■ Records supplied:
_____
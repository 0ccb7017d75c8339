//! CLI Entry Point for sim-daq
//!
//! Drives a simulated area detector from the command line:
//! - `run`: acquire frames and print per-frame statistics
//! - `report`: print the detector report for a configuration
//! - `params`: list the parameter names accepted by `--set`
//!
//! # Usage
//!
//! ```bash
//! sim-daq run --mode multiple --frames 5 --set SIM_GAINX=2 --set BIN_X=4
//! SIM_DAQ_MAX_SIZE_X=256 sim-daq --log-format json run --mode continuous --duration 2
//! ```

mod logging;

use anyhow::{bail, Context, Result};
use clap::{Parser, Subcommand, ValueEnum};
use daq_core::capabilities::FrameObserver;
use daq_core::detector::ImageMode;
use daq_core::params::{ParamId, ParamKind, ParamUpdate, ParamValue};
use daq_driver_sim::{SimDetector, SimDetectorConfig};
use daq_pool::{DataType, NdArray};
use logging::OutputFormat;
use std::path::PathBuf;
use std::sync::Arc;
use std::time::Duration;
use tokio::sync::{broadcast, mpsc};
use tracing::{info, warn};

#[derive(Parser)]
#[command(name = "sim-daq")]
#[command(about = "Simulated area detector acquisition runner", long_about = None)]
struct Cli {
    /// Log output format
    #[arg(long, value_enum, default_value_t = OutputFormat::Compact, global = true)]
    log_format: OutputFormat,

    /// Default log filter when RUST_LOG is unset
    #[arg(long, default_value = "info", global = true)]
    log_level: String,

    #[command(subcommand)]
    command: Commands,
}

#[derive(Subcommand)]
enum Commands {
    /// Run one acquisition and print a line per frame
    Run {
        /// Detector config file (TOML)
        #[arg(long)]
        config: Option<PathBuf>,

        /// Image mode
        #[arg(long, value_enum, default_value_t = Mode::Multiple)]
        mode: Mode,

        /// Frames to acquire in multiple mode
        #[arg(long, default_value_t = 10)]
        frames: i32,

        /// Exposure time in seconds
        #[arg(long)]
        exposure: Option<f64>,

        /// Frame period in seconds
        #[arg(long)]
        period: Option<f64>,

        /// Output element type (Int8, UInt8, ... Float64)
        #[arg(long)]
        data_type: Option<DataType>,

        /// How long to run in continuous mode, in seconds
        #[arg(long, default_value_t = 1.0)]
        duration: f64,

        /// Extra parameter writes, NAME=VALUE (see `sim-daq params`)
        #[arg(long = "set", value_name = "NAME=VALUE")]
        sets: Vec<String>,
    },

    /// Print the detector report
    Report {
        /// Detector config file (TOML)
        #[arg(long)]
        config: Option<PathBuf>,
    },

    /// List parameter names and their value kinds
    Params,
}

#[derive(Debug, Clone, Copy, PartialEq, Eq, ValueEnum)]
enum Mode {
    Single,
    Multiple,
    Continuous,
}

impl From<Mode> for ImageMode {
    fn from(mode: Mode) -> Self {
        match mode {
            Mode::Single => ImageMode::Single,
            Mode::Multiple => ImageMode::Multiple,
            Mode::Continuous => ImageMode::Continuous,
        }
    }
}

#[tokio::main]
async fn main() -> Result<()> {
    let cli = Cli::parse();
    logging::init(cli.log_format, &cli.log_level)?;

    match cli.command {
        Commands::Run {
            config,
            mode,
            frames,
            exposure,
            period,
            data_type,
            duration,
            sets,
        } => {
            let detector = open_detector(config)?;
            let settings = RunSettings {
                mode: mode.into(),
                frames,
                exposure,
                period,
                data_type,
                duration,
                sets,
            };
            let result = run_acquisition(&detector, settings).await;
            println!("{}", detector.report(1));
            detector.shutdown();
            result
        }
        Commands::Report { config } => {
            let detector = open_detector(config)?;
            print!("{}", detector.report(1));
            Ok(())
        }
        Commands::Params => {
            for id in ParamId::ALL {
                println!("{:<16} {}", id.name(), id.kind());
            }
            Ok(())
        }
    }
}

fn open_detector(config: Option<PathBuf>) -> Result<SimDetector> {
    let config = SimDetectorConfig::load(config.as_deref())
        .context("Failed to load detector configuration")?;
    info!(
        port = %config.port_name,
        max_size_x = config.max_size_x,
        max_size_y = config.max_size_y,
        data_type = %config.data_type,
        "Configuration loaded"
    );
    SimDetector::new(config).context("Failed to create simulated detector")
}

struct RunSettings {
    mode: ImageMode,
    frames: i32,
    exposure: Option<f64>,
    period: Option<f64>,
    data_type: Option<DataType>,
    duration: f64,
    sets: Vec<String>,
}

async fn run_acquisition(detector: &SimDetector, settings: RunSettings) -> Result<()> {
    detector.write_int(ParamId::ImageMode, settings.mode.code())?;
    detector.write_int(ParamId::NumImages, settings.frames)?;
    if let Some(exposure) = settings.exposure {
        detector.write_float(ParamId::AcquireTime, exposure)?;
    }
    if let Some(period) = settings.period {
        detector.write_float(ParamId::AcquirePeriod, period)?;
    }
    if let Some(data_type) = settings.data_type {
        detector.write_int(ParamId::DataType, data_type.code())?;
    }
    for assignment in &settings.sets {
        let (name, value) = parse_assignment(assignment)?;
        detector
            .write_by_name(name, value)
            .with_context(|| format!("Failed to write {assignment}"))?;
    }

    let (frame_tx, mut frames) = mpsc::unbounded_channel();
    let handle = detector.register_observer(Arc::new(FrameStats { tx: frame_tx }));
    let mut updates = detector.subscribe();

    info!(mode = %settings.mode, "Starting acquisition");
    detector.start()?;

    let deadline = tokio::time::sleep(run_limit(&settings));
    tokio::pin!(deadline);
    let mut received = 0u64;
    loop {
        tokio::select! {
            Some(summary) = frames.recv() => {
                received += 1;
                println!("{summary}");
            }
            update = updates.recv() => match update {
                Ok(ParamUpdate { id: ParamId::Acquire, value: ParamValue::Int(0) }) => break,
                Ok(_) => {}
                Err(broadcast::error::RecvError::Lagged(n)) => {
                    warn!(skipped = n, "Parameter updates dropped");
                }
                Err(broadcast::error::RecvError::Closed) => break,
            },
            () = &mut deadline => {
                if settings.mode != ImageMode::Continuous {
                    warn!("Acquisition did not finish in time, stopping");
                }
                detector.stop()?;
                break;
            }
            result = tokio::signal::ctrl_c() => {
                result.context("Failed to listen for Ctrl-C")?;
                info!("Interrupted, stopping acquisition");
                detector.stop()?;
                break;
            }
        }
    }

    detector.unregister_observer(handle);
    while let Ok(summary) = frames.try_recv() {
        received += 1;
        println!("{summary}");
    }
    info!(frames = received, "Acquisition finished");
    Ok(())
}

/// Wall-clock limit for the run. Bounded modes get generous headroom over
/// their nominal duration.
fn run_limit(settings: &RunSettings) -> Duration {
    if settings.mode == ImageMode::Continuous {
        return Duration::try_from_secs_f64(settings.duration.max(0.0)).unwrap_or(Duration::MAX);
    }
    let frames = match settings.mode {
        ImageMode::Single => 1.0,
        _ => f64::from(settings.frames.max(1)),
    };
    let per_frame = settings
        .exposure
        .unwrap_or(0.0)
        .max(settings.period.unwrap_or(0.0))
        .max(0.005);
    Duration::try_from_secs_f64(frames * per_frame * 4.0 + 5.0).unwrap_or(Duration::MAX)
}

/// Parse `NAME=VALUE` using the value kind of the named parameter.
fn parse_assignment(assignment: &str) -> Result<(&str, ParamValue)> {
    let Some((name, raw)) = assignment.split_once('=') else {
        bail!("Expected NAME=VALUE, got '{assignment}'");
    };
    let name = name.trim();
    let raw = raw.trim();
    let id: ParamId = name.parse()?;
    let value = match id.kind() {
        ParamKind::Int => ParamValue::Int(
            raw.parse()
                .with_context(|| format!("{name} expects an integer, got '{raw}'"))?,
        ),
        ParamKind::Float => ParamValue::Float(
            raw.parse()
                .with_context(|| format!("{name} expects a number, got '{raw}'"))?,
        ),
        ParamKind::Str => ParamValue::Str(raw.to_string()),
    };
    Ok((name, value))
}

/// One printed line per frame.
struct FrameSummary {
    unique_id: i32,
    width: usize,
    height: usize,
    data_type: DataType,
    min: f64,
    max: f64,
    mean: f64,
}

impl std::fmt::Display for FrameSummary {
    fn fmt(&self, f: &mut std::fmt::Formatter<'_>) -> std::fmt::Result {
        write!(
            f,
            "frame {:>6}  {}x{} {:<7}  min {:>12.3}  max {:>12.3}  mean {:>12.3}",
            self.unique_id, self.width, self.height, self.data_type, self.min, self.max, self.mean
        )
    }
}

/// Observer that summarises each frame and hands it to the async side.
struct FrameStats {
    tx: mpsc::UnboundedSender<FrameSummary>,
}

impl FrameStats {
    fn summarize(frame: &NdArray) -> FrameSummary {
        let width = frame.dims.first().map_or(0, |d| d.size);
        let height = frame.dims.get(1).map_or(1, |d| d.size);
        let mut min = f64::INFINITY;
        let mut max = f64::NEG_INFINITY;
        let mut sum = 0.0;
        let mut count = 0usize;
        for y in 0..height {
            for x in 0..width {
                if let Some(v) = frame.get_f64(x, y) {
                    min = min.min(v);
                    max = max.max(v);
                    sum += v;
                    count += 1;
                }
            }
        }
        let mean = if count == 0 { 0.0 } else { sum / count as f64 };
        if count == 0 {
            min = 0.0;
            max = 0.0;
        }
        FrameSummary {
            unique_id: frame.unique_id,
            width,
            height,
            data_type: frame.data_type,
            min,
            max,
            mean,
        }
    }
}

impl FrameObserver for FrameStats {
    fn on_frame(&self, frame: &Arc<NdArray>, _addr: usize) {
        // The receiver is gone once the run loop has returned.
        let _ = self.tx.send(Self::summarize(frame));
    }

    fn name(&self) -> &'static str {
        "frame_stats"
    }
}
_____
Look through the material above and pick out each line holding the word "dims".

■ Answer to this exercise:
        let width = frame.dims.first().map_or(0, |d| d.size);
        let height = frame.dims.get(1).map_or(1, |d| d.size);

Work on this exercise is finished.